Once we have prepared the body to move, it's time to actually get going. In the "Mobilize" phase, the goal here is to progressively open the body to each movement pattern you will have to enter during your workout. Keep these dynamic and moving, holding for no more than 5 seconds at each terminal position. These can include the World's Greatest Stretch, crawl patterns, and rotational reaches for approximately 3-5 repetitions per side.

*DISTRICT PRO TIP 3 -If you noticed, we pair these two phases, because many mobilizing exercises that we use also include activation components. For example, bear crawls help open the body side to side in the frontal plane while activating the core and shoulder stabilizer muscles if performed correctly.

*DISTRICT PRO TIP 4 -Emphasize "bang for your buck" movements that mobilize a chain of muscles as opposed to one muscle at a time. In addition, look to address "triplanar movement" (movement in all planes of motion) even if your primary lifts are all in a single plane (bench, deadlift, and squat are all in the sagittal plane) in order to keep your body unlocked and recover more effectively between lifts.
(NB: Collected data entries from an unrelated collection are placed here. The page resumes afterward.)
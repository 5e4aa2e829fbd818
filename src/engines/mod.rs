use async_trait::async_trait;
use std::path::{Path, PathBuf};

pub mod ffmpeg;
pub mod ytdlp;

use crate::Result;

pub use ffmpeg::FfmpegConverter;
pub use ytdlp::YtDlpDownloader;

/// Incremental status of a long-running operation
#[derive(Debug, Clone, PartialEq)]
pub struct Progress {
    /// Completion between 0.0 and 1.0, when known
    pub fraction: Option<f64>,

    /// Human-readable status line
    pub status: String,
}

impl Progress {
    pub fn new(fraction: Option<f64>, status: impl Into<String>) -> Self {
        Self {
            fraction: fraction.map(|f| f.clamp(0.0, 1.0)),
            status: status.into(),
        }
    }
}

/// Receiver of progress reports
#[async_trait]
pub trait ProgressSink: Send + Sync {
    async fn report(&self, progress: Progress);
}

/// Outcome of a download, produced exactly once per job
#[derive(Debug, Clone, PartialEq)]
pub enum DownloadResult {
    Success { file_path: PathBuf },
    Failure { error_detail: String },
}

impl DownloadResult {
    pub fn failure(error_detail: impl Into<String>) -> Self {
        DownloadResult::Failure {
            error_detail: error_detail.into(),
        }
    }
}

/// External engine fetching a URL into a directory.
///
/// Failures of the engine are reported as [`DownloadResult::Failure`], never as panics
/// or errors.
#[async_trait]
pub trait DownloadEngine: Send + Sync {
    async fn download(&self, url: &str, destination: &Path, progress: &dyn ProgressSink) -> DownloadResult;
}

/// External engine converting a media file to audio
#[async_trait]
pub trait ConversionEngine: Send + Sync {
    /// Convert `source` into a file named `target_name` next to it and return its path
    async fn convert(&self, target_name: &str, source: &Path) -> Result<PathBuf>;
}
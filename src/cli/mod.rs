use clap::{Parser, Subcommand};
use std::path::PathBuf;

#[derive(Parser)]
#[command(
    name = "ytdl-bot",
    about = "YouTube-DL bot - download media from links sent in Telegram chats",
    version,
    long_about = "A Telegram bot that downloads media from links with yt-dlp, enforces a per-user quota, and converts delivered videos to audio on request."
)]
pub struct Cli {
    #[command(subcommand)]
    pub command: Option<Commands>,

    /// Configuration file (defaults to ./config.yaml or the user config directory)
    #[arg(short, long, global = true, value_name = "FILE")]
    pub config: Option<PathBuf>,

    /// Application id
    #[arg(long, env = "APP_ID", global = true, hide_env_values = true)]
    pub app_id: Option<i32>,

    /// Application hash
    #[arg(long, env = "APP_HASH", global = true, hide_env_values = true)]
    pub app_hash: Option<String>,

    /// Bot token
    #[arg(long, env = "TOKEN", global = true, hide_env_values = true)]
    pub token: Option<String>,

    /// Enable verbose logging
    #[arg(short, long, global = true)]
    pub verbose: bool,

    /// Emit logs as JSON
    #[arg(long, global = true)]
    pub json_logs: bool,
}

#[derive(Subcommand, Debug, Clone, PartialEq, Eq)]
pub enum Commands {
    /// Run the bot (default)
    Run,

    /// Show or initialize the configuration
    Config {
        /// Show current configuration
        #[arg(short, long)]
        show: bool,

        /// Write the default configuration file
        #[arg(long, conflicts_with = "show")]
        init: bool,
    },

    /// Check that yt-dlp and ffmpeg are available
    Check,
}
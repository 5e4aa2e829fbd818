use async_trait::async_trait;
use serde::{Deserialize, Serialize};
use std::path::{Path, PathBuf};

pub mod telegram;

use crate::engines::{Progress, ProgressSink};
use crate::quota::UserIdentity;
use crate::utils::format_file_size;
use crate::validator::ChatKind;
use crate::Result;

#[derive(Debug, Clone, Copy, PartialEq, Eq, Hash, Serialize, Deserialize)]
pub struct ChatId(pub i64);

impl From<ChatId> for UserIdentity {
    fn from(chat: ChatId) -> Self {
        UserIdentity(chat.0)
    }
}

#[derive(Debug, Clone, Copy, PartialEq, Eq, Hash, Serialize, Deserialize)]
pub struct MessageId(pub i32);

/// A sent message that can be edited later
#[derive(Debug, Clone, Copy, PartialEq, Eq, Hash)]
pub struct MessageRef {
    pub chat: ChatId,
    pub id: MessageId,
}

/// Remote reference to an uploaded file
#[derive(Debug, Clone, PartialEq, Eq, Hash, Serialize, Deserialize)]
pub struct FileRef(pub String);

/// A successfully delivered video, enough to fetch it again for a follow-up
#[derive(Debug, Clone, PartialEq, Eq)]
pub struct DeliveredArtifact {
    pub message: MessageRef,
    pub file: FileRef,
    pub file_name: Option<String>,
}

/// Activity hint shown in the chat while work is in progress
#[derive(Debug, Clone, Copy, PartialEq, Eq)]
pub enum ChatAction {
    Typing,
    UploadVideo,
    UploadDocument,
    RecordVideoNote,
    RecordAudio,
    UploadAudio,
}

/// The single interactive control attached to a delivered video
#[derive(Debug, Clone, PartialEq, Eq)]
pub struct FollowUpControl {
    pub label: String,
    pub token: String,
}

impl FollowUpControl {
    const DATA_PREFIX: &'static str = "audio:";

    /// Callback payload carried by the control
    pub fn callback_data(&self) -> String {
        format!("{}{}", Self::DATA_PREFIX, self.token)
    }

    /// Correlation token of a callback payload produced by [`callback_data`](Self::callback_data)
    pub fn parse_token(data: &str) -> Option<&str> {
        data.strip_prefix(Self::DATA_PREFIX).filter(|t| !t.is_empty())
    }
}

/// Video upload request
#[derive(Debug, Clone)]
pub struct VideoUpload {
    pub path: PathBuf,
    pub caption: String,
    pub follow_up: FollowUpControl,
}

/// Text message received from a chat
#[derive(Debug, Clone)]
pub struct InboundMessage {
    pub chat: ChatId,
    pub kind: ChatKind,
    pub message_id: MessageId,
    pub text: String,
}

/// Activation of a follow-up control
#[derive(Debug, Clone)]
pub struct FollowUpActivation {
    /// Id used to acknowledge the activation
    pub id: String,
    pub chat: ChatId,
    pub token: Option<String>,
    /// The video attached to the message carrying the control, if any
    pub attached: Option<DeliveredArtifact>,
}

/// Outbound side of the chat service
#[async_trait]
pub trait ChatTransport: Send + Sync {
    async fn send_text(&self, chat: ChatId, text: &str, reply_to: Option<MessageId>) -> Result<MessageRef>;

    /// Replace the text of a previously sent message
    async fn edit_text(&self, message: MessageRef, text: &str) -> Result<()>;

    async fn send_action(&self, chat: ChatId, action: ChatAction) -> Result<()>;

    /// Upload a video with its caption and follow-up control, reporting upload progress
    async fn send_video(
        &self,
        chat: ChatId,
        upload: VideoUpload,
        progress: &dyn ProgressSink,
    ) -> Result<DeliveredArtifact>;

    async fn send_audio(&self, chat: ChatId, path: &Path) -> Result<MessageRef>;

    /// Answer a follow-up activation with a short notice
    async fn acknowledge(&self, activation_id: &str, text: &str) -> Result<()>;

    /// Download a previously uploaded file to `destination`
    async fn fetch_file(&self, file: &FileRef, destination: &Path) -> Result<()>;
}

/// Progress of an upload after `sent` of `total` bytes
pub fn upload_progress(sent: u64, total: u64) -> Progress {
    let fraction = if total == 0 { 1.0 } else { sent as f64 / total as f64 };
    Progress::new(
        Some(fraction),
        format!("Uploading {} of {}", format_file_size(sent), format_file_size(total)),
    )
}

/// Send a chat action, logging instead of failing
pub async fn hint(transport: &dyn ChatTransport, chat: ChatId, action: ChatAction) {
    if let Err(e) = transport.send_action(chat, action).await {
        tracing::debug!(chat = chat.0, ?action, "Failed to send chat action: {:#}", e);
    }
}
use std::fmt;
use std::path::PathBuf;
use std::sync::Arc;
use std::time::Duration;
use uuid::Uuid;

use crate::bot::messages;
use crate::engines::DownloadEngine;
use crate::presenter::{Presentation, ResultPresenter, StatusMessage};
use crate::quota::{Admission, QuotaLedger, UserIdentity};
use crate::transport::{self, ChatAction, ChatId, ChatTransport, DeliveredArtifact, MessageId};
use crate::utils::{extract_domain, scoped_workdir};
use crate::{BotError, Result};

/// Lifecycle of one download request
#[derive(Debug, Clone, Copy, PartialEq, Eq)]
pub enum JobState {
    Received,
    Admitted,
    Downloading,
    Delivered,
    Failed,
}

impl JobState {
    pub fn is_terminal(self) -> bool {
        matches!(self, JobState::Delivered | JobState::Failed)
    }

    pub fn can_transition_to(self, next: JobState) -> bool {
        matches!(
            (self, next),
            (JobState::Received, JobState::Admitted)
                | (JobState::Admitted, JobState::Downloading)
                | (JobState::Admitted, JobState::Failed)
                | (JobState::Downloading, JobState::Delivered)
                | (JobState::Downloading, JobState::Failed)
        )
    }
}

impl fmt::Display for JobState {
    fn fmt(&self, f: &mut fmt::Formatter<'_>) -> fmt::Result {
        let name = match self {
            JobState::Received => "received",
            JobState::Admitted => "admitted",
            JobState::Downloading => "downloading",
            JobState::Delivered => "delivered",
            JobState::Failed => "failed",
        };
        f.write_str(name)
    }
}

/// A link the user asked to download
#[derive(Debug, Clone)]
pub struct DownloadRequest {
    pub chat: ChatId,
    pub reply_to: MessageId,
    pub url: String,
}

/// How a request ended
#[derive(Debug, Clone, PartialEq)]
pub enum JobOutcome {
    /// Rejected by the quota gate; nothing was charged and no job ran
    Denied(Admission),
    Delivered(DeliveredArtifact),
    Failed { error_text: String },
}

struct Job {
    id: String,
    chat: ChatId,
    state: JobState,
}

impl Job {
    fn new(chat: ChatId) -> Self {
        Self {
            id: Uuid::new_v4().simple().to_string()[..8].to_string(),
            chat,
            state: JobState::Received,
        }
    }

    fn transition(&mut self, next: JobState) {
        debug_assert!(
            self.state.can_transition_to(next),
            "invalid job transition {} -> {}",
            self.state,
            next
        );
        tracing::info!(job_id = %self.id, chat = self.chat.0, from = %self.state, to = %next, "Job transition");
        self.state = next;
    }
}

/// Runs a download request from admission to its single terminal outcome
pub struct JobDispatcher {
    ledger: Arc<QuotaLedger>,
    downloader: Arc<dyn DownloadEngine>,
    presenter: Arc<ResultPresenter>,
    transport: Arc<dyn ChatTransport>,
    temp_dir: Option<PathBuf>,
    progress_interval: Duration,
}

impl JobDispatcher {
    pub fn new(
        ledger: Arc<QuotaLedger>,
        downloader: Arc<dyn DownloadEngine>,
        presenter: Arc<ResultPresenter>,
        transport: Arc<dyn ChatTransport>,
    ) -> Self {
        Self {
            ledger,
            downloader,
            presenter,
            transport,
            temp_dir: None,
            progress_interval: Duration::from_millis(1500),
        }
    }

    /// Create working directories under `dir` instead of the system default
    pub fn with_temp_dir(mut self, dir: Option<PathBuf>) -> Self {
        self.temp_dir = dir;
        self
    }

    pub fn with_progress_interval(mut self, interval: Duration) -> Self {
        self.progress_interval = interval;
        self
    }

    pub async fn run(&self, request: DownloadRequest) -> Result<JobOutcome> {
        let mut job = Job::new(request.chat);
        let identity = UserIdentity::from(request.chat);

        let admission = self.ledger.check_and_admit(identity);
        if !admission.allowed {
            tracing::info!(
                chat = request.chat.0,
                "{}",
                BotError::AdmissionDenied {
                    retry_after_secs: admission.retry_after.num_seconds()
                }
            );
            self.transport
                .send_text(request.chat, &messages::quota_exceeded(&admission), Some(request.reply_to))
                .await?;
            return Ok(JobOutcome::Denied(admission));
        }
        job.transition(JobState::Admitted);
        let site = extract_domain(&request.url).unwrap_or_else(|| "unknown".to_string());
        tracing::info!(
            job_id = %job.id,
            site = %site,
            "Starting {}",
            request.url
        );

        let status_ref = self
            .transport
            .send_text(request.chat, "Processing", Some(request.reply_to))
            .await?;
        transport::hint(self.transport.as_ref(), request.chat, ChatAction::UploadVideo).await;
        let status = StatusMessage::new(Arc::clone(&self.transport), status_ref, self.progress_interval);

        // Removed on drop, so every exit below releases it
        let workdir = match scoped_workdir(self.temp_dir.as_deref(), "ytdl-") {
            Ok(dir) => dir,
            Err(e) => {
                job.transition(JobState::Failed);
                self.report_internal_error(&job, &request.url, &status, &e).await;
                return Err(e);
            }
        };

        job.transition(JobState::Downloading);
        let result = self
            .downloader
            .download(&request.url, workdir.path(), &status)
            .await;
        tracing::info!(job_id = %job.id, "Download finished");

        let caption = messages::remaining_quota_caption(&self.ledger.peek(identity));
        let presentation = self.presenter.present(&request.url, result, &status, &caption).await;

        let workdir_path = workdir.path().to_path_buf();
        if let Err(e) = workdir.close() {
            tracing::warn!(job_id = %job.id, "Failed to remove {}: {}", workdir_path.display(), e);
        }

        match presentation {
            Ok(Presentation::Delivered(artifact)) => {
                job.transition(JobState::Delivered);
                Ok(JobOutcome::Delivered(artifact))
            }
            Ok(Presentation::Failed { error_text }) => {
                job.transition(JobState::Failed);
                Ok(JobOutcome::Failed { error_text })
            }
            Err(e) => {
                job.transition(JobState::Failed);
                self.report_internal_error(&job, &request.url, &status, &e).await;
                Err(e)
            }
        }
    }

    /// Replace the status with a failure notice so the user is not left waiting
    async fn report_internal_error(&self, job: &Job, url: &str, status: &StatusMessage, error: &anyhow::Error) {
        let (message, _) = self.presenter.failure_message(url, &format!("{:#}", error));
        if let Err(e) = status.set(&message).await {
            tracing::warn!(job_id = %job.id, "Failed to report job failure: {:#}", e);
        }
    }
}
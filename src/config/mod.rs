use anyhow::{Context, Result};
use chrono::Duration;
use serde::{Deserialize, Serialize};
use std::path::{Path, PathBuf};

use crate::BotError;

#[derive(Debug, Clone, Default, Serialize, Deserialize)]
#[serde(default)]
pub struct Config {
    /// Process credentials, normally supplied through the environment.
    /// Read from the file when present but never written back.
    #[serde(skip_serializing)]
    pub credentials: Credentials,

    /// Per-user request allowance
    pub quota: QuotaConfig,

    /// Bot behaviour
    pub bot: BotConfig,

    /// External download and conversion tools
    pub engines: EngineConfig,

    /// Payment verification
    pub payment: PaymentConfig,
}

#[derive(Debug, Clone, Default, Serialize, Deserialize)]
#[serde(default)]
pub struct Credentials {
    /// Application id (process identity)
    pub app_id: Option<i32>,

    /// Application hash (process secret)
    pub app_hash: Option<String>,

    /// Bot token (service token)
    pub token: Option<String>,
}

#[derive(Debug, Clone, Serialize, Deserialize)]
#[serde(default)]
pub struct QuotaConfig {
    /// Requests allowed per window
    pub max_requests: u32,

    /// Window length in seconds
    pub window_secs: u64,

    /// Requests added by one verified payment
    pub credit_amount: u32,
}

#[derive(Debug, Clone, Serialize, Deserialize)]
#[serde(default)]
pub struct BotConfig {
    /// Prefix required in group chats
    pub invocation_prefix: String,

    /// Maximum characters of engine diagnostics shown to users
    pub max_error_chars: usize,

    /// Events handled concurrently
    pub max_concurrent_jobs: usize,

    /// Base directory for per-job working directories
    pub temp_dir: Option<PathBuf>,

    /// Label of the follow-up control attached to delivered videos
    pub follow_up_label: String,

    /// Minimum spacing of progress edits in milliseconds
    pub progress_interval_ms: u64,

    /// Delivered artifacts remembered for follow-up actions
    pub max_tracked_artifacts: usize,
}

#[derive(Debug, Clone, Serialize, Deserialize)]
#[serde(default)]
pub struct EngineConfig {
    pub yt_dlp_path: String,
    pub ffmpeg_path: String,

    /// yt-dlp format selector
    pub video_format: String,

    /// Container extension of converted audio
    pub audio_extension: String,
}

#[derive(Debug, Clone, Default, Serialize, Deserialize)]
#[serde(default)]
pub struct PaymentConfig {
    /// Endpoint confirming payment tokens; payments are disabled when unset
    pub verify_url: Option<String>,
}

impl Default for QuotaConfig {
    fn default() -> Self {
        Self {
            max_requests: 5,
            window_secs: 86_400,
            credit_amount: 20,
        }
    }
}

impl QuotaConfig {
    /// The window as a duration, `None` when zero or too large to represent
    pub fn window(&self) -> Option<Duration> {
        i64::try_from(self.window_secs)
            .ok()
            .and_then(Duration::try_seconds)
            .filter(|window| *window > Duration::zero())
    }
}

impl Default for BotConfig {
    fn default() -> Self {
        Self {
            invocation_prefix: "/ytdl".to_string(),
            max_error_chars: 4000,
            max_concurrent_jobs: 100,
            temp_dir: None,
            follow_up_label: "audio".to_string(),
            progress_interval_ms: 1500,
            max_tracked_artifacts: 10_000,
        }
    }
}

impl Default for EngineConfig {
    fn default() -> Self {
        Self {
            yt_dlp_path: "yt-dlp".to_string(),
            ffmpeg_path: "ffmpeg".to_string(),
            video_format: "bestvideo[ext=mp4]+bestaudio[ext=m4a]/best[ext=mp4]/best".to_string(),
            audio_extension: "m4a".to_string(),
        }
    }
}

impl Config {
    /// Load configuration from `path`, the default location, or built-in defaults
    pub fn load(path: Option<&Path>) -> Result<Self> {
        let config_path = match path {
            Some(path) => Some(path.to_path_buf()),
            None => Self::config_path().ok(),
        }
        .filter(|p| p.exists());

        let config = match config_path {
            Some(config_path) => {
                let content = fs_err::read_to_string(&config_path)
                    .context("Failed to read config file")?;
                tracing::info!("Loaded config from {}", config_path.display());
                Self::from_yaml(&content)?
            }
            None => {
                tracing::info!("No config file found, using defaults");
                Self::default()
            }
        };

        config.validate()?;
        Ok(config)
    }

    pub fn from_yaml(content: &str) -> Result<Self> {
        serde_yaml::from_str(content).context("Failed to parse config file")
    }

    /// Write configuration to `path` or the default location
    pub fn save(&self, path: Option<&Path>) -> Result<PathBuf> {
        let config_path = match path {
            Some(path) => path.to_path_buf(),
            None => Self::config_path()?,
        };

        if let Some(parent) = config_path.parent() {
            fs_err::create_dir_all(parent)?;
        }

        let content = serde_yaml::to_string(self).context("Failed to serialize config")?;
        fs_err::write(&config_path, content).context("Failed to write config file")?;

        Ok(config_path)
    }

    /// Get configuration file path
    pub fn config_path() -> Result<PathBuf> {
        // First try current directory for easy testing
        let local_config = PathBuf::from("config.yaml");
        if local_config.exists() {
            return Ok(local_config);
        }

        let config_dir = dirs::config_dir().context("Could not determine config directory")?;

        Ok(config_dir.join("ytdl-bot").join("config.yaml"))
    }

    /// Overlay credentials given on the command line or environment
    pub fn with_credentials(mut self, app_id: Option<i32>, app_hash: Option<String>, token: Option<String>) -> Self {
        if app_id.is_some() {
            self.credentials.app_id = app_id;
        }
        if app_hash.is_some() {
            self.credentials.app_hash = app_hash;
        }
        if token.is_some() {
            self.credentials.token = token;
        }
        self
    }

    /// Validate configuration
    pub fn validate(&self) -> Result<(), BotError> {
        if self.quota.max_requests == 0 {
            return Err(BotError::Config("quota.max_requests must be greater than 0".into()));
        }
        if self.quota.window().is_none() {
            return Err(BotError::Config(format!(
                "quota.window_secs must be between 1 and {}",
                Duration::MAX.num_seconds()
            )));
        }
        if self.quota.credit_amount == 0 {
            return Err(BotError::Config("quota.credit_amount must be greater than 0".into()));
        }
        if self.bot.invocation_prefix.trim().is_empty() {
            return Err(BotError::Config("bot.invocation_prefix must not be empty".into()));
        }
        if self.bot.max_error_chars == 0 {
            return Err(BotError::Config("bot.max_error_chars must be greater than 0".into()));
        }
        if self.bot.max_concurrent_jobs == 0 {
            return Err(BotError::Config("bot.max_concurrent_jobs must be greater than 0".into()));
        }
        if self.engines.audio_extension.trim_matches('.').is_empty() {
            return Err(BotError::Config("engines.audio_extension must not be empty".into()));
        }
        Ok(())
    }

    /// The bot token, required to connect to the chat service
    pub fn token(&self) -> Result<&str, BotError> {
        self.credentials
            .token
            .as_deref()
            .filter(|t| !t.trim().is_empty())
            .ok_or_else(|| BotError::Config("TOKEN is not set".into()))
    }

    /// Display current configuration
    pub fn display(&self) {
        println!("Current Configuration:");
        println!("  App ID: {}", self.credentials.app_id.map(|id| id.to_string()).unwrap_or_else(|| "<unset>".into()));
        println!("  App Hash: {}", mask(self.credentials.app_hash.as_deref()));
        println!("  Token: {}", mask(self.credentials.token.as_deref()));
        println!(
            "  Quota: {} requests per {}, +{} per payment",
            self.quota.max_requests,
            crate::utils::format_duration(self.quota.window_secs as f64),
            self.quota.credit_amount
        );
        println!("  Invocation Prefix: {}", self.bot.invocation_prefix);
        println!("  Workers: {}", self.bot.max_concurrent_jobs);
        if let Some(dir) = &self.bot.temp_dir {
            println!("  Temp Dir: {}", dir.display());
        }
        println!("  yt-dlp: {}", self.engines.yt_dlp_path);
        println!("  ffmpeg: {}", self.engines.ffmpeg_path);
        println!(
            "  Payments: {}",
            self.payment.verify_url.as_deref().unwrap_or("disabled")
        );
    }
}

fn mask(secret: Option<&str>) -> String {
    match secret {
        Some(s) if s.chars().count() > 4 => format!("{}****", s.chars().take(4).collect::<String>()),
        Some(_) => "****".to_string(),
        None => "<unset>".to_string(),
    }
}
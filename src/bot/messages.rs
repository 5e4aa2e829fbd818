//! Static replies and quota captions.

use chrono::{Local, Utc};

use crate::quota::{Admission, QuotaRecord};
use crate::utils::format_duration;

pub const START: &str = "Welcome to YouTube Download bot. Type /help for more information.";

pub const HELP: &str = "1. Send me a link and I will download it for you.\n\
2. In groups, prefix the link with /ytdl, e.g. `/ytdl https://www.youtube.com/watch?v=...`\n\
3. Tap the `audio` button under a video to get its soundtrack.\n\
4. Every user has a daily quota, see /vip to get more.\n\
5. Supported sites are listed at https://github.com/yt-dlp/yt-dlp/blob/master/supportedsites.md";

pub const ABOUT: &str = "YouTube-DL bot, downloads media with yt-dlp and converts it with ffmpeg.";

pub const TERMS: &str = "1. You may only download media you have the right to download.\n\
2. Files are deleted from the server as soon as they are sent.\n\
3. The service is provided as is, without any guarantee of availability.";

pub const VIP: &str = "Need more downloads? Pay for extra quota and send the order id or payment token like this:\n\
/vip <token>";

pub const VIP_PAY: &str = "Verifying your payment, please wait...";

pub const INVALID_INPUT: &str = "I think you should send me a link.";

/// Reply for a denied admission
pub fn quota_exceeded(admission: &Admission) -> String {
    let retry_secs = admission.retry_after.num_seconds().max(1);
    let refresh_time = admission
        .window_reset_at
        .with_timezone(&Local)
        .format("%Y-%m-%d %H:%M:%S");
    format!(
        "Quota exceed, try again in {} seconds({})",
        retry_secs, refresh_time
    )
}

/// Caption reporting what is left of a quota
pub fn remaining_quota_caption(record: &QuotaRecord) -> String {
    let refresh_in = (record.window_reset_at - Utc::now()).num_seconds();
    format!(
        "Remaining quota: {} requests, refreshes in {}.",
        record.remaining,
        format_duration(refresh_in as f64)
    )
}
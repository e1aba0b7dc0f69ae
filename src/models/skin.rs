use chrono::{DateTime, Utc};
use serde::{Deserialize, Serialize};

#[derive(Debug, Clone, PartialEq, Serialize, Deserialize)]
pub struct SkinPrediction {
    pub condition: String,
    pub probability: f32,
    pub severity: String,
}

/// A stored skin-image analysis. The image is kept as base64 JPEG.
#[derive(Debug, Clone, Serialize, Deserialize)]
pub struct SkinAnalysis {
    pub id: String,
    pub user_id: String,
    pub image_base64: String,
    pub predictions: Vec<SkinPrediction>,
    pub confidence: f32,
    pub recommendation: String,
    pub timestamp: DateTime<Utc>,
}
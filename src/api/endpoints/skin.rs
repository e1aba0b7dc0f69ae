//! Skin-image analysis endpoint.

use axum::extract::{Multipart, State};
use axum::{Extension, Json};

use crate::api::error::ApiError;
use crate::api::types::{ApiContext, AuthUser};
use crate::clinical::{normalize_image, record_analysis, SkinAnalysisResponse};

/// Upload cap for the multipart body.
pub const MAX_UPLOAD_BYTES: usize = 10 * 1024 * 1024;

/// `POST /api/ai/skin-analysis`: multipart upload, image in the `file` field.
pub async fn analyze(
    State(ctx): State<ApiContext>,
    Extension(user): Extension<AuthUser>,
    mut multipart: Multipart,
) -> Result<Json<SkinAnalysisResponse>, ApiError> {
    let mut image_bytes = None;
    while let Some(field) = multipart
        .next_field()
        .await
        .map_err(|e| ApiError::BadRequest(format!("Malformed upload: {e}")))?
    {
        if field.name() == Some("file") {
            let bytes = field
                .bytes()
                .await
                .map_err(|e| ApiError::BadRequest(format!("Failed to read file data: {e}")))?;
            image_bytes = Some(bytes);
        }
    }
    let bytes = image_bytes.ok_or_else(|| ApiError::BadRequest("No image file provided".into()))?;

    let image_base64 = tokio::task::spawn_blocking(move || normalize_image(&bytes))
        .await
        .map_err(|e| ApiError::Internal(format!("Image task failed: {e}")))??;

    let conn = ctx.core.lock_db()?;
    let response = record_analysis(&conn, &user.user_id, image_base64)?;
    Ok(Json(response))
}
POTENTIATE - Our final phase of the iRAMP protocol involves getting up to game speed or priming your muscles and brain for performance. This priming, also referred to as potentiation generally involves quick, rapid-fire exercises that activate your fast-twitch muscle fibers, turn on as many motor units in the muscle as possible, and ramp up the nervous system's output to what you need to boost performance. Think of this phase as dialing up the volume on the radio, while hooking up a monster power supply to provide stadium-level concert performance. These exercises can include squat jumps, tuck jumps, 2in Runs in Place, Wide-Outs.

*DISTRICT PRO TIP 5 - Consider light medicine ball work or plyo pushups on a bench for upper body or throwing athlete training sessions.